According to different gesture recognition methods used in HRI, they can be divided into four categories, which include generative method, discriminative method, heuristic analysis method and combinations of these methods [6]. Generative method uses generative models for randomly generating observed data, typically given some hidden parameters. It specifies a joint probability distribution over observation and label sequences [7]. Generative method attempts to build a complete description of the input or data space, usually with a probabilistic model. Hidden Markov Models (HMMs) is one of the most popular generative methods, which is a probabilistic model with a specific structure. Once the model is established, it can be learned from data and used to analyze the data. Discriminative method analyzes features extracted from sensor data or segments without considering sequential connections in the data. Common discriminative methods include Neural Networks (NNs) [8], Conditional Random Fields (CRFs) [9] and Support Vector Machines (SVM) [10]. Heuristic analysis method is based on the direct characteristic analysis and description of the data from sensors [11]. However, each individual has different characteristics. Thus, this method is difficult to find a consistency way for observation. Since generative method and discriminative method are both machine learning algorithms, their parameters can be training by using different types of individual data. However, one drawback of generative approach is that enough data must be available to learn the complete probabilistic representations that are required. Moreover, both of these two types of methods have the problem of high-computational complexity. Currently, researchers have tried to integrate the advantages of different methods to address complex activity recognition problems [12].

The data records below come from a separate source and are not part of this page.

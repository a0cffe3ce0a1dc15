//! SDK configuration
//!
//! Defaults are production values; every knob can be overridden through
//! `VAULTLINK_*` environment variables. Invalid override values fail the
//! load rather than being silently ignored.
//!
//! ## Environment Variables
//! - `VAULTLINK_BASE_URL`: API base URL
//! - `VAULTLINK_TIMEOUT_SECONDS`: per-request timeout
//! - `VAULTLINK_MAX_ATTEMPTS`: retries after the initial attempt
//! - `VAULTLINK_MAX_RETRY_AFTER_SECONDS`: `Retry-After` ceiling
//! - `VAULTLINK_REFRESH_THRESHOLD_SECONDS`: refresh tokens this many
//!   seconds before expiry
//! - `VAULTLINK_SESSION_CACHE_CAPACITY`: max cached session keys

use std::time::Duration;

use serde::{Deserialize, Serialize};
use vaultlink_domain::{Result, VaultError};

/// Configuration for the VaultLink SDK.
#[derive(Debug, Clone, Serialize, Deserialize)]
pub struct SdkConfig {
    /// Base URL of the Vault API.
    pub base_url: String,
    /// Per-request timeout in seconds.
    pub timeout_seconds: u64,
    /// Number of retries after the initial attempt.
    pub max_attempts: u32,
    /// Ceiling for honoured `Retry-After` hints, in seconds.
    pub max_retry_after_seconds: u64,
    /// Refresh access tokens this many seconds before expiry.
    pub refresh_threshold_seconds: i64,
    /// Maximum number of cached session keys.
    pub session_cache_capacity: u64,
}

impl Default for SdkConfig {
    fn default() -> Self {
        Self {
            base_url: "https://api.vaultlink.example/v1".to_string(),
            timeout_seconds: 30,
            max_attempts: 3,
            max_retry_after_seconds: 60,
            refresh_threshold_seconds: 300,
            session_cache_capacity: 100,
        }
    }
}

impl SdkConfig {
    /// Load configuration: defaults overridden by environment variables.
    ///
    /// # Errors
    /// Returns `VaultError::Config` when an override is present but fails
    /// to parse.
    pub fn load() -> Result<Self> {
        let mut config = Self::default();

        if let Ok(value) = std::env::var("VAULTLINK_BASE_URL") {
            config.base_url = value;
        }
        if let Some(value) = env_parsed::<u64>("VAULTLINK_TIMEOUT_SECONDS")? {
            config.timeout_seconds = value;
        }
        if let Some(value) = env_parsed::<u32>("VAULTLINK_MAX_ATTEMPTS")? {
            config.max_attempts = value;
        }
        if let Some(value) = env_parsed::<u64>("VAULTLINK_MAX_RETRY_AFTER_SECONDS")? {
            config.max_retry_after_seconds = value;
        }
        if let Some(value) = env_parsed::<i64>("VAULTLINK_REFRESH_THRESHOLD_SECONDS")? {
            config.refresh_threshold_seconds = value;
        }
        if let Some(value) = env_parsed::<u64>("VAULTLINK_SESSION_CACHE_CAPACITY")? {
            config.session_cache_capacity = value;
        }

        tracing::debug!(base_url = %config.base_url, "SDK configuration loaded");
        Ok(config)
    }

    pub fn timeout(&self) -> Duration {
        Duration::from_secs(self.timeout_seconds)
    }

    pub fn max_retry_after(&self) -> Duration {
        Duration::from_secs(self.max_retry_after_seconds)
    }

    /// Retry options derived from this configuration.
    ///
    /// # Errors
    /// Returns `VaultError::Config` when `max_attempts` is out of range.
    pub fn retry_options(&self) -> Result<vaultlink_common::retry::RetryOptions> {
        Ok(vaultlink_common::retry::RetryOptions::new()
            .with_max_attempts(self.max_attempts)
            .map_err(crate::errors::from_common)?
            .with_max_retry_after(self.max_retry_after()))
    }
}

fn env_parsed<T: std::str::FromStr>(name: &str) -> Result<Option<T>>
where
    T::Err: std::fmt::Display,
{
    match std::env::var(name) {
        Ok(value) => value
            .parse::<T>()
            .map(Some)
            .map_err(|e| VaultError::Config(format!("invalid {name}: {e}"))),
        Err(_) => Ok(None),
    }
}

#[cfg(test)]
mod tests {
    use super::*;

    #[test]
    fn defaults_are_sane() {
        let config = SdkConfig::default();

        assert_eq!(config.timeout(), Duration::from_secs(30));
        assert_eq!(config.max_retry_after(), Duration::from_secs(60));
        assert!(config.retry_options().is_ok());
    }

    #[test]
    fn retry_options_carry_the_configured_budget() {
        let config = SdkConfig { max_attempts: 7, ..Default::default() };
        let options = config.retry_options().unwrap();

        assert_eq!(options.max_attempts(), 7);
    }
}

In recent years, a new type of RGB-Depth (RGB-D) sensor has appeared, which is not only able to extract RGB feature and depth information with position and direction, but is also able to obtain three-dimensional (3D) acceleration and 3D angular velocity information of the body’s motion. Asus Xtion Pro Live sensor and Microsoft Kinect sensor are two types of famous RGB-D sensors [13], as shown in Figures 1(a) and 1(b), respectively. The internal structure of a Kinect sensor is shown in Figure 1(c). Since the advent of Kinect sensor in November 2010, researchers have used it to do extensive researches in the field of Human-Robot Interaction (HRI). Giraldo et al. [14] proposed an approach based on machine learning to identify predefined gestures based on depth images obtained from a Kinect sensor. Additionally, they also adopted a kernel-based learning method to discover the relationship among gestures and samples, which can be used to correctly describe gestures. Ren et al. [15] detected the shape of a hand from color images and depth images obtained from a Kinect sensor and then proposed a shape distance metric method called Finger-Earth Mover’s Distance for dissimilarity measurement. Finally, they recognize predefined gestures by template matching. Bauer et al. [16] proposed a Human-Robot Interaction system. Firstly, a person makes a predefined gesture, and then a robot try to understand the action and respond accordingly in realtime.

To overcome the shortcomings of large computation and poor real-time performance, a continuous gesture recognition method is proposed for HRI. The rest of the paper is organized as follows: Section 2 describes a Feed-forward Neural Networks (FNNs) for gesture spotting and the proposed Multilayer Hidden Markov Models (MHMMs) for continuous gesture recognition. And then gives the proposed continuous hand gesture recognition procedure, which contains hand spotting and gesture recognition based on FNNs and MHMMs. The experimental results are shown in Section 3. Finally, Section 4 shows the summary and then the acknowledgments.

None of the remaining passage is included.